But I had already booked a ticket, so I ignored the obvious. I’ve wanted to come to New Zealand for a long time, well before I skipped school to buy the just-released extended edition of The Return of the King. (Yes, I did that.)
The first part – getting here - was no problem. It’s been nearly five weeks since I arrived in Windy Welly, and what a whirlwind it has been! (Yes, I did that.) From the Vynfields rosé that rivaled its provençal counterparts and the peppery, pork fatty Schubert syrah of Martinborough to shelling out an absurd amount of cash to prove that I indeed do not have TB and am consequently fit for migrant labour; across the Cook Strait to the omnipresent gooseberry and green Marlborough Sauv-Blanc (actually saying Sauvignon Blanc makes you sound like a wanker); then resilient Christchurch, luxurious Queenstown, and Cromwell. I have no adjectives for Cromwell. Its main attraction is giant plastic fruit. Oddly enough, it’s a mere ten kilometers from arguably the country’s best Pinot Noir. Of course I can dub it a “mere 10K” now that I’m not biking said distance at seven in the morning. Two weeks of fruit-picking, botrytis detritus, and smoko breaks, and here I am again in Wellington, with dirty hands and a slight farmer’s tan.
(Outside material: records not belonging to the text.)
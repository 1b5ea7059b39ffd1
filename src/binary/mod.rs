//! Binary artifact format for compiled tries.
//!
//! The artifact is a fixed little-endian layout that can be loaded without
//! rebuilding the trie from CIDR text.
//!
//! # File Structure
//!
//! ```text
//! +------------------+
//! |     HEADER       |  16 bytes: "IP2C", version, node count, owner count
//! +------------------+
//! |   OWNER TABLE    |  owner_count x (u16 length + name bytes)
//! +------------------+
//! |    NODE ARRAY    |  node_count x 12-byte records
//! +------------------+
//! ```
//!
//! Encoding lives in `writer`, decoding and memory-mapped loading in `reader`,
//! both as inherent methods on [`Trie`](crate::Trie).

mod format;
mod reader;
mod writer;


pub use format::*;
But I haven’t yet found the story. I have twenty days to find it, research it, and write a thesis about it. Like I said, it takes a lot of beer to write about wine.
So now, I’ll propose a poll, hopefully cathartic and revelatory in some bizarre way.
Is the story...
…about the extent to which the New Zealand wine industry acts as a sustainable model?
God, I hope not. This is the sort of argument we’ve been discussing ad nauseam. I could easily switch a couple of proper nouns and submit that paper; I’ve written it at least three times before. Don’t get me wrong: it’s a worthy topic, but not one I’d like to devote more than ten minutes to.
…biodynamic wine in New Zealand? A case study of Felton Road.
I’m already bored.
…the current conversation in wine? With the demise of Parker-esque scoring systems, and the arguable rise of a new generation concerned with issues of sustainability, what is the next phase of wine journalism?
It could make for a mildly interesting five paragraph blog post. That I would neglect to write.
…Old World vs. New World: is this a false dichotomy? What can one teach the other?
Beyond my knowledge/capabilities. No, thanks.
…a comparison of the New Zealand and Italian wine industries; one, rooted in thousands of years of history, the other roughly the same age as the unified Italian state. Yet both – like much of the wine world – underwent significant changes in the 1970s and 1980s: where are they now, and what does this mean?
A potentially legitimate idea…that would require even more legitimate planning, research, time, and intelligence. I have twenty days.
…Wine travel in the 21st century.
I came to New Zealand with high hopes of grand adventures. Perhaps I’d read too much Mario Soldati and other memoirs of wealthy middle-aged men; they were living in a truly dynamic moment of wine. I’m just a girl biking from cellar door to cellar door, pretending that this “experience” will “develop my palate” and “broaden my vision of wine.” Did I say broaden? I meant blur.
So there’s the rub: you’re twenty-four, interested in wine: great, where do you start?
But really, where do I start?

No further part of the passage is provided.